The internet as driving force
So the question is, where does this exploding interest in achieving the extreme come from?
The internet could largely be responsible, according to Dr. Michael Joyner, a physician and Mayo Clinic researcher who is one of the world's top experts on fitness and human performance.
"What used to happen is there were all these communities of ultramarathoners, ultra endurance athletes, [and others]," says Joyner. "There really were subcultures." Those subcultures were pushing the limits in their sports, but the size of those communities was extremely limited - at least until we could easily connect to each other online.
In the past, he explains, you weren't likely to run an ultramarathon unless you knew other people who were ultramarathoners in the first place: You wouldn't even know that it was a thing people did.
David McNew/Getty Images
You don't push the limits of human performance without being aware of what those supposed limits are, and the internet has made us more aware than ever of any seemingly insane accomplishment out there.
"Now it's possible for people all over the world to connect via the internet, and people are getting into some very interesting things," says Joyner.

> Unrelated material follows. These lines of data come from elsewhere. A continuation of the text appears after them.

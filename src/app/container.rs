// ABOUTME: AppContainer: one configured SMSC with its engine and submission profile
// ABOUTME: Translates engine events into message store updates

use crate::app::config::{Config, SmscEndpoint};
use crate::app::store::{MessageStatus, MessageStore};
use crate::client::{EngineBuilder, EngineEvent, SmppEngine, SmppOptions, SmppResult};
use crate::connection::TransportSession;
use crate::datatypes::{MessageState, describe_status};
use std::sync::Arc;
use tracing::{debug, info, warn};

pub struct AppContainer {
    pub id: usize,
    pub endpoint: SmscEndpoint,
    pub engine: SmppEngine<TransportSession>,
    pub options: Arc<SmppOptions>,
}

impl AppContainer {
    /// Connect and bind to `endpoint`, feeding the bind-time events to `store`.
    pub async fn start(
        id: usize,
        endpoint: SmscEndpoint,
        config: &Config,
        store: &dyn MessageStore,
    ) -> SmppResult<AppContainer> {
        let mut options = SmppOptions::builder();
        if let Some(source) = &config.source_addr {
            options = options.source_addr(source.as_str());
        }
        let options = Arc::new(options.build()?);

        let mut builder = EngineBuilder::new(endpoint.credentials())
            .id(id)
            .bind_mode(config.bind_mode);
        if let Some(ttl) = config.pending_ttl {
            builder = builder.pending_ttl(ttl);
        }

        let (engine, events) = builder
            .connect_and_bind(&endpoint.host, endpoint.port)
            .await?;
        let container = AppContainer {
            id,
            endpoint,
            engine,
            options,
        };
        container.apply(events, store);
        Ok(container)
    }

    /// Record the outcome of each event in the store.
    pub fn apply(&self, events: Vec<EngineEvent>, store: &dyn MessageStore) {
        for event in events {
            if let Some((row, status)) = status_update(&event) {
                if let Err(e) = store.record_message_status(row, status) {
                    warn!(engine = self.id, row, error = %e, "message status not recorded");
                }
                continue;
            }

            match event {
                EngineEvent::Bound { mode, system_id } => {
                    info!(engine = self.id, host = %self.endpoint.host, ?mode, smsc = %system_id, "SMSC ready");
                }
                EngineEvent::InboundMessage {
                    source,
                    destination,
                    text,
                } => {
                    debug!(engine = self.id, %source, %destination, "storing inbound message");
                    if let Err(e) = store.record_inbound(&source, &text) {
                        warn!(engine = self.id, error = %e, "inbound message not recorded");
                    }
                }
                EngineEvent::Unbound { by_peer } => {
                    info!(engine = self.id, by_peer, "SMSC session closed");
                }
                other => debug!(engine = self.id, event = ?other, "event"),
            }
        }
    }
}

/// The store row an event settles, with its new status.
fn status_update(event: &EngineEvent) -> Option<(u64, MessageStatus)> {
    match event {
        EngineEvent::Accepted {
            message_id,
            reference: Some(row),
            ..
        }
        | EngineEvent::BulkAccepted {
            message_id,
            reference: Some(row),
            ..
        } => Some((
            *row,
            MessageStatus::Submitted {
                message_id: message_id.clone(),
            },
        )),
        EngineEvent::SubmitRejected {
            status,
            reference: Some(row),
            ..
        } => Some((
            *row,
            MessageStatus::Failed {
                reason: describe_status(*status),
            },
        )),
        EngineEvent::DeliveryReport {
            state,
            reference: Some(row),
            ..
        } => final_status(*state).map(|status| (*row, status)),
        EngineEvent::QueryResult {
            state,
            resolved: Some(_),
            reference: Some(row),
            ..
        } => final_status(*state).map(|status| (*row, status)),
        EngineEvent::Expired {
            reference: Some(row),
            ..
        } => Some((*row, MessageStatus::Expired)),
        _ => None,
    }
}

/// A receipt without a state is taken as delivered.
fn final_status(state: Option<MessageState>) -> Option<MessageStatus> {
    match state {
        None | Some(MessageState::Delivered) => Some(MessageStatus::Delivered),
        Some(state) if state.is_terminal() => Some(MessageStatus::Failed {
            reason: format!("{state:?}"),
        }),
        Some(_) => None,
    }
}

#[cfg(test)]
mod tests {
    use super::*;

    #[test]
    fn receipts_map_to_final_statuses() {
        assert_eq!(final_status(None), Some(MessageStatus::Delivered));
        assert_eq!(
            final_status(Some(MessageState::Delivered)),
            Some(MessageStatus::Delivered)
        );
        assert_eq!(
            final_status(Some(MessageState::Undeliverable)),
            Some(MessageStatus::Failed {
                reason: "Undeliverable".into()
            })
        );
        assert_eq!(final_status(Some(MessageState::Enroute)), None);
    }

    #[test]
    fn only_referenced_events_touch_the_store() {
        let accepted = EngineEvent::Accepted {
            sequence: 2,
            message_id: "MSGID42".into(),
            reference: Some(7),
        };
        assert_eq!(
            status_update(&accepted),
            Some((
                7,
                MessageStatus::Submitted {
                    message_id: "MSGID42".into()
                }
            ))
        );

        let untracked = EngineEvent::Accepted {
            sequence: 3,
            message_id: "X".into(),
            reference: None,
        };
        assert_eq!(status_update(&untracked), None);

        let expired = EngineEvent::Expired {
            sequence: 4,
            message_id: String::new(),
            reference: Some(8),
        };
        assert_eq!(status_update(&expired), Some((8, MessageStatus::Expired)));
    }
}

The web doesn't just make us aware of the extreme things people are doing. It also enables us to start to learn those things on our own. Want to start freediving? You can easily find communities with starter tips (though please be careful - it's an extremely dangerous sport). Same for ultrarunning or pretty much anything else you can imagine.
Joyner warns that sometimes, this ease of access can cause people to do things they aren't prepared for. But for those who carefully work their way up to whatever extreme accomplishment they want to achieve, this is how we'll continue to see that the perceived limits on human performance are just that: perceived - until they've been exceeded.